Print each record below character for character.
══ RECORDED DATA
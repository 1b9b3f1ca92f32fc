//! Pretty-printing serializer.
//!
//! Output puts one node per line and indents one space per nesting level.
//! Text is trimmed and whitespace-only text is dropped. The content of
//! whitespace-sensitive and raw-text elements is written inline and
//! unmodified.

use std::fmt::Write as _;

use crate::transform::tree::{Doctype, DocumentTree, Element, NodeId, NodeKind};

const INDENT: &str = " ";

const VOID_ELEMENTS: &[&str] = &[
    "area", "base", "basefont", "bgsound", "br", "col", "embed", "frame", "hr", "img", "input",
    "keygen", "link", "meta", "param", "source", "track", "wbr",
];

/// Elements whose text children are emitted without escaping. `noscript`
/// is absent because documents are parsed with scripting disabled.
const RAW_TEXT_ELEMENTS: &[&str] = &[
    "iframe", "noembed", "noframes", "plaintext", "script", "style", "xmp",
];

/// Elements whose whitespace is significant.
const PREFORMATTED_ELEMENTS: &[&str] = &["listing", "pre", "textarea"];

fn is_void(name: &str) -> bool {
    VOID_ELEMENTS.contains(&name)
}

fn is_raw_text(name: &str) -> bool {
    RAW_TEXT_ELEMENTS.contains(&name)
}

fn is_inline_only(name: &str) -> bool {
    is_raw_text(name) || PREFORMATTED_ELEMENTS.contains(&name)
}

/// Serialize `tree` as indented HTML.
pub fn to_pretty_html(tree: &DocumentTree) -> String {
    let mut out = String::new();
    for &child in tree.children(tree.root()) {
        write_pretty(tree, child, 0, &mut out);
    }
    out
}

fn write_indent(depth: usize, out: &mut String) {
    for _ in 0..depth {
        out.push_str(INDENT);
    }
}

fn write_pretty(tree: &DocumentTree, id: NodeId, depth: usize, out: &mut String) {
    match tree.node(id).kind() {
        NodeKind::Document => {
            for &child in tree.children(id) {
                write_pretty(tree, child, depth, out);
            }
        }
        NodeKind::Doctype(doctype) => {
            write_indent(depth, out);
            write_doctype(doctype, out);
            out.push('\n');
        }
        NodeKind::Comment(comment) => {
            write_indent(depth, out);
            write_comment(comment, out);
            out.push('\n');
        }
        NodeKind::Text(text) => {
            let text = text.trim();
            if text.is_empty() {
                return;
            }
            write_indent(depth, out);
            escape_text(text, out);
            out.push('\n');
        }
        NodeKind::Element(element) => {
            write_indent(depth, out);
            write_start_tag(element, out);
            if is_void(&element.name) {
                out.push('\n');
                return;
            }

            let children = tree.children(id);
            if is_inline_only(&element.name) {
                write_inline_children(tree, id, element, out);
            } else if !children.is_empty() {
                out.push('\n');
                for &child in children {
                    write_pretty(tree, child, depth + 1, out);
                }
                write_indent(depth, out);
            }
            write_end_tag(element, out);
            out.push('\n');
        }
    }
}

fn write_inline_children(tree: &DocumentTree, id: NodeId, element: &Element, out: &mut String) {
    let children = tree.children(id);
    // The parser drops one newline right after these start tags.
    if PREFORMATTED_ELEMENTS.contains(&element.name.as_str()) {
        let leading_newline = children
            .first()
            .and_then(|&first| tree.node(first).as_text())
            .is_some_and(|text| text.starts_with('\n'));
        if leading_newline {
            out.push('\n');
        }
    }

    let raw = is_raw_text(&element.name);
    for &child in children {
        write_inline(tree, child, raw, out);
    }
}

fn write_inline(tree: &DocumentTree, id: NodeId, raw: bool, out: &mut String) {
    match tree.node(id).kind() {
        NodeKind::Document => {
            for &child in tree.children(id) {
                write_inline(tree, child, raw, out);
            }
        }
        NodeKind::Doctype(doctype) => write_doctype(doctype, out),
        NodeKind::Comment(comment) => write_comment(comment, out),
        NodeKind::Text(text) if raw => out.push_str(text),
        NodeKind::Text(text) => escape_text(text, out),
        NodeKind::Element(element) => {
            write_start_tag(element, out);
            if is_void(&element.name) {
                return;
            }
            write_inline_children(tree, id, element, out);
            write_end_tag(element, out);
        }
    }
}

fn write_doctype(doctype: &Doctype, out: &mut String) {
    out.push_str("<!DOCTYPE ");
    out.push_str(&doctype.name);
    if !doctype.public_id.is_empty() {
        let _ = write!(out, " PUBLIC \"{}\"", doctype.public_id);
        if !doctype.system_id.is_empty() {
            let _ = write!(out, " \"{}\"", doctype.system_id);
        }
    } else if !doctype.system_id.is_empty() {
        let _ = write!(out, " SYSTEM \"{}\"", doctype.system_id);
    }
    out.push('>');
}

fn write_comment(comment: &str, out: &mut String) {
    out.push_str("<!--");
    out.push_str(comment);
    out.push_str("-->");
}

fn write_start_tag(element: &Element, out: &mut String) {
    out.push('<');
    out.push_str(&element.name);
    for attr in &element.attrs {
        out.push(' ');
        out.push_str(&attr.name);
        out.push_str("=\"");
        escape_attribute(&attr.value, out);
        out.push('"');
    }
    if is_void(&element.name) {
        out.push('/');
    }
    out.push('>');
}

fn write_end_tag(element: &Element, out: &mut String) {
    out.push_str("</");
    out.push_str(&element.name);
    out.push('>');
}

fn escape_text(text: &str, out: &mut String) {
    for c in text.chars() {
        match c {
            '&' => out.push_str("&amp;"),
            '<' => out.push_str("&lt;"),
            '>' => out.push_str("&gt;"),
            '\u{a0}' => out.push_str("&nbsp;"),
            c => out.push(c),
        }
    }
}

fn escape_attribute(value: &str, out: &mut String) {
    for c in value.chars() {
        match c {
            '&' => out.push_str("&amp;"),
            '"' => out.push_str("&quot;"),
            '\u{a0}' => out.push_str("&nbsp;"),
            c => out.push(c),
        }
    }
}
════
**RESPONSE**
repository 1b9b3f1ca92f32fc
//! Pretty-printing serializer.
//!
//! Output puts one node per line and indents one space per nesting level.
//! Text is trimmed and whitespace-only text is dropped. The content of
//! whitespace-sensitive and raw-text elements is written inline and
//! unmodified.

use std::fmt::Write as _;

use crate::transform::tree::{Doctype, DocumentTree, Element, NodeId, NodeKind};

const INDENT: &str = " ";

const VOID_ELEMENTS: &[&str] = &[
    "area", "base", "basefont", "bgsound", "br", "col", "embed", "frame", "hr", "img", "input",
    "keygen", "link", "meta", "param", "source", "track", "wbr",
];

/// Elements whose text children are emitted without escaping. `noscript`
/// is absent because documents are parsed with scripting disabled.
const RAW_TEXT_ELEMENTS: &[&str] = &[
    "iframe", "noembed", "noframes", "plaintext", "script", "style", "xmp",
];

/// Elements whose whitespace is significant.
const PREFORMATTED_ELEMENTS: &[&str] = &["listing", "pre", "textarea"];

fn is_void(name: &str) -> bool {
    VOID_ELEMENTS.contains(&name)
}

fn is_raw_text(name: &str) -> bool {
    RAW_TEXT_ELEMENTS.contains(&name)
}

fn is_inline_only(name: &str) -> bool {
    is_raw_text(name) || PREFORMATTED_ELEMENTS.contains(&name)
}

/// Serialize `tree` as indented HTML.
pub fn to_pretty_html(tree: &DocumentTree) -> String {
    let mut out = String::new();
    for &child in tree.children(tree.root()) {
        write_pretty(tree, child, 0, &mut out);
    }
    out
}

fn write_indent(depth: usize, out: &mut String) {
    for _ in 0..depth {
        out.push_str(INDENT);
    }
}

fn write_pretty(tree: &DocumentTree, id: NodeId, depth: usize, out: &mut String) {
    match tree.node(id).kind() {
        NodeKind::Document => {
            for &child in tree.children(id) {
                write_pretty(tree, child, depth, out);
            }
        }
        NodeKind::Doctype(doctype) => {
            write_indent(depth, out);
            write_doctype(doctype, out);
            out.push('\n');
        }
        NodeKind::Comment(comment) => {
            write_indent(depth, out);
            write_comment(comment, out);
            out.push('\n');
        }
        NodeKind::Text(text) => {
            let text = text.trim();
            if text.is_empty() {
                return;
            }
            write_indent(depth, out);
            escape_text(text, out);
            out.push('\n');
        }
        NodeKind::Element(element) => {
            write_indent(depth, out);
            write_start_tag(element, out);
            if is_void(&element.name) {
                out.push('\n');
                return;
            }

            let children = tree.children(id);
            if is_inline_only(&element.name) {
                write_inline_children(tree, id, element, out);
            } else if !children.is_empty() {
                out.push('\n');
                for &child in children {
                    write_pretty(tree, child, depth + 1, out);
                }
                write_indent(depth, out);
            }
            write_end_tag(element, out);
            out.push('\n');
        }
    }
}

fn write_inline_children(tree: &DocumentTree, id: NodeId, element: &Element, out: &mut String) {
    let children = tree.children(id);
    // The parser drops one newline right after these start tags.
    if PREFORMATTED_ELEMENTS.contains(&element.name.as_str()) {
        let leading_newline = children
            .first()
            .and_then(|&first| tree.node(first).as_text())
            .is_some_and(|text| text.starts_with('\n'));
        if leading_newline {
            out.push('\n');
        }
    }

    let raw = is_raw_text(&element.name);
    for &child in children {
        write_inline(tree, child, raw, out);
    }
}

fn write_inline(tree: &DocumentTree, id: NodeId, raw: bool, out: &mut String) {
    match tree.node(id).kind() {
        NodeKind::Document => {
            for &child in tree.children(id) {
                write_inline(tree, child, raw, out);
            }
        }
        NodeKind::Doctype(doctype) => write_doctype(doctype, out),
        NodeKind::Comment(comment) => write_comment(comment, out),
        NodeKind::Text(text) if raw => out.push_str(text),
        NodeKind::Text(text) => escape_text(text, out),
        NodeKind::Element(element) => {
            write_start_tag(element, out);
            if is_void(&element.name) {
                return;
            }
            write_inline_children(tree, id, element, out);
            write_end_tag(element, out);
        }
    }
}

fn write_doctype(doctype: &Doctype, out: &mut String) {
    out.push_str("<!DOCTYPE ");
    out.push_str(&doctype.name);
    if !doctype.public_id.is_empty() {
        let _ = write!(out, " PUBLIC \"{}\"", doctype.public_id);
        if !doctype.system_id.is_empty() {
            let _ = write!(out, " \"{}\"", doctype.system_id);
        }
    } else if !doctype.system_id.is_empty() {
        let _ = write!(out, " SYSTEM \"{}\"", doctype.system_id);
    }
    out.push('>');
}

fn write_comment(comment: &str, out: &mut String) {
    out.push_str("<!--");
    out.push_str(comment);
    out.push_str("-->");
}

fn write_start_tag(element: &Element, out: &mut String) {
    out.push('<');
    out.push_str(&element.name);
    for attr in &element.attrs {
        out.push(' ');
        out.push_str(&attr.name);
        out.push_str("=\"");
        escape_attribute(&attr.value, out);
        out.push('"');
    }
    if is_void(&element.name) {
        out.push('/');
    }
    out.push('>');
}

fn write_end_tag(element: &Element, out: &mut String) {
    out.push_str("</");
    out.push_str(&element.name);
    out.push('>');
}

fn escape_text(text: &str, out: &mut String) {
    for c in text.chars() {
        match c {
            '&' => out.push_str("&amp;"),
            '<' => out.push_str("&lt;"),
            '>' => out.push_str("&gt;"),
            '\u{a0}' => out.push_str("&nbsp;"),
            c => out.push(c),
        }
    }
}

fn escape_attribute(value: &str, out: &mut String) {
    for c in value.chars() {
        match c {
            '&' => out.push_str("&amp;"),
            '"' => out.push_str("&quot;"),
            '\u{a0}' => out.push_str("&nbsp;"),
            c => out.push(c),
        }
    }
}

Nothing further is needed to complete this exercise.